I like being the first one awake in the morning, the room completely quiet, the walls a dark forest of calm, the only laughter but an echo from the pages of books in my suitcase, a library of experience brushed by fingertips.
I've always liked the morning, and even as a child found myself up before my parents, eager to get out and explore, especially if there was water nearby. It will be time to get dressed soon, and I rummage in my purse, looking for my keys, when my hand touches a flat blue stone, etched with a moose. It is not a stone from the wild, but from an airport gift shop, purchased with a smile after visiting one I hold dear. As I touch it, a thought whispers in my head, almost a sound, a soft hushed touch, and I look up, thinking perhaps it's the sound of Abbey moving around, but she is back asleep on the couch, the sound but a rustle of a blue shirt, buried deep in a memory.
What is it about certain things in life, the simplest of things, a tool, a smell, the feel of a piece of wood or small stone in your hand that evokes a place, a voice, a wistful goodbye, that makes you feel like a small child walking on a path of life that got suddenly big. And like a child, you deeply sense how it makes you feel, but the words you know to explain it are so very limited, so you just sit and look, and breathe it in.
The only sound I hear is the tick of a clock, the only other thing I can sense is a taste of salt, that of the ocean, or tears, I can not tell, but distilled there on my tongue taking me back some 40 or so years to a small wooden cabin near the ocean's edge.
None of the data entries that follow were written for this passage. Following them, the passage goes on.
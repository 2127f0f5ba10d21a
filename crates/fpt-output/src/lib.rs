//! fpt-output
//!
//! Production output calculator.
//!
//! Maps a machine's formula and one shift's counter readings to a produced
//! quantity (kg), rounded to 2 decimal places, and classifies the result
//! (negative delta, implausible magnitude) for the caller's validation layer.
//!
//! Deterministic, pure logic. No IO, no clock, no hidden state.

mod engine;
mod types;

pub use engine::{assess, compute_output, round2};
pub use types::*;
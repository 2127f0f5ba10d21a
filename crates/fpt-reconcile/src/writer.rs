use fpt_schemas::{MachineId, NewProductionLog, ProductionLog};
use serde::{Deserialize, Serialize};
use tracing::{error, info};

use crate::{EntryError, ProductionStore};

#[derive(Debug, Clone, PartialEq, Serialize, Deserialize)]
#[serde(rename_all = "camelCase")]
pub struct WriteOutcome {
    pub log: ProductionLog,
    /// False when an existing log for the key was updated in place.
    pub created: bool,
    /// The machine's cached NE now equals the log's `input_ne`.
    pub ne_propagated: bool,
    /// Why NE propagation failed, when it did. The log write stands regardless.
    pub ne_error: Option<String>,
}

/// Create or update the single log for `new.key`, then propagate its NE.
pub async fn upsert_log<S>(store: &S, new: &NewProductionLog) -> Result<WriteOutcome, EntryError>
where
    S: ProductionStore + ?Sized,
{
    let existing = store.log_for_key(&new.key).await?;

    let (log, created) = match existing {
        Some(prev) => {
            let log = store.update_log(prev.id, new).await?;
            (log, false)
        }
        None => {
            let log = store.insert_log(new).await?;
            (log, true)
        }
    };

    info!(
        log_id = %log.id,
        machine_id = %new.key.machine_id,
        date = %new.key.record_date,
        shift = %new.key.shift,
        final_output = log.final_output,
        created,
        "production log written"
    );

    let (ne_propagated, ne_error) = match new.input_ne {
        Some(ne) => match propagate_ne(store, new.key.machine_id, ne).await {
            Ok(()) => (true, None),
            Err(err) => {
                let cause = std::error::Error::source(&err)
                    .map(|c| c.to_string())
                    .unwrap_or_else(|| err.to_string());
                error!(
                    machine_id = %new.key.machine_id,
                    log_id = %log.id,
                    ne,
                    error = %cause,
                    "NE propagation failed; log kept, machine NE is stale"
                );
                (false, Some(cause))
            }
        },
        None => (false, None),
    };

    Ok(WriteOutcome {
        log,
        created,
        ne_propagated,
        ne_error,
    })
}

/// Write `ne` into the machine's cached `current_ne`.
pub async fn propagate_ne<S>(store: &S, machine_id: MachineId, ne: f64) -> Result<(), EntryError>
where
    S: ProductionStore + ?Sized,
{
    store.set_machine_ne(machine_id, ne).await?;
    Ok(())
}
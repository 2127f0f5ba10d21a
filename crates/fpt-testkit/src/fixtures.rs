use chrono::NaiveDate;
use fpt_output::Formula;
use fpt_schemas::{
    AccessLevel, Actor, Item, ItemId, LogKey, Machine, MachineId, NewProductionLog, ProcessId,
    Role, Shift, ShiftEntryPayload, UserId,
};

pub const SPINNING: ProcessId = ProcessId(1);
pub const WINDING: ProcessId = ProcessId(2);

pub fn date(y: i32, m: u32, d: u32) -> NaiveDate {
    NaiveDate::from_ymd_opt(y, m, d).expect("valid fixture date")
}

pub fn item(id: i64, name: &str, ne: Option<f64>) -> Item {
    Item {
        id: ItemId(id),
        name: name.to_string(),
        ne,
    }
}

/// Active machine in `process` running `current_item` (if any).
pub fn machine(
    id: i64,
    name: &str,
    process: ProcessId,
    formula: Formula,
    current_item: Option<i64>,
    current_ne: Option<f64>,
) -> Machine {
    let spindle_count = match formula {
        Formula::SpindleYield { spindles } => Some(spindles as i32),
        _ => None,
    };
    Machine {
        id: MachineId(id),
        name: name.to_string(),
        process_id: process,
        formula_type: formula.code(),
        spindle_count,
        current_item_id: current_item.map(ItemId),
        current_ne,
        is_active: true,
    }
}

fn actor(id: i64, role: Role, access_level: AccessLevel, process: Option<ProcessId>) -> Actor {
    Actor {
        user_id: UserId(id),
        role,
        access_level,
        process_id: process,
        is_active: true,
    }
}

pub fn admin(id: i64) -> Actor {
    actor(id, Role::Admin, AccessLevel::Manager, None)
}

pub fn manager(id: i64, process: ProcessId) -> Actor {
    actor(id, Role::User, AccessLevel::Manager, Some(process))
}

pub fn staff(id: i64, process: ProcessId) -> Actor {
    actor(id, Role::User, AccessLevel::Staff, Some(process))
}

/// Payload for a normal (not reset, not stopped) reading.
pub fn payload(machine: i64, record_date: &str, shift: i64, end: f64) -> ShiftEntryPayload {
    ShiftEntryPayload {
        machine_id: Some(MachineId(machine)),
        record_date: Some(record_date.to_string()),
        shift: Some(shift),
        end_index: Some(end),
        ..Default::default()
    }
}

/// Historical log row for seeding a store.
pub fn history(
    machine: i64,
    record_date: NaiveDate,
    shift: Shift,
    item: i64,
    start: f64,
    end: Option<f64>,
) -> NewProductionLog {
    NewProductionLog {
        key: LogKey {
            machine_id: MachineId(machine),
            record_date,
            shift,
        },
        item_id: ItemId(item),
        start_index: start,
        end_index: end,
        input_ne: None,
        final_output: end.map(|e| e - start).unwrap_or(0.0),
        note: String::new(),
        actor_id: None,
    }
}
The cabin is gone. It's wood cremated to ash, its foundation covered by the advance of time, But from that time of my youth, it burned brightly in my mind, that one constant, that spot on earth on which we grew and spread our wings, even as we were rooted to its ground, drawing our faith together there with our life.
I spent a good part of my childhood summers and the occasional holiday weekend at that cabin, right on the water's edge, only a small margin of sand between the sea and tranquility. It was small and clean and within its walls were my happiest memories. Getting up before dawn with my older brother to walk miles to look at the wonders the night had exposed. Clouds caught on the mountains, the sky grey in the morning, a filtered, ocean blue-grey, hesitant cloud cover that we felt safe under. Days running through the trees, down onto the sand, playing soldier or storm trooper or spy. Days filled with time, as though it were something solid you could pick off the ground and put in your pocket.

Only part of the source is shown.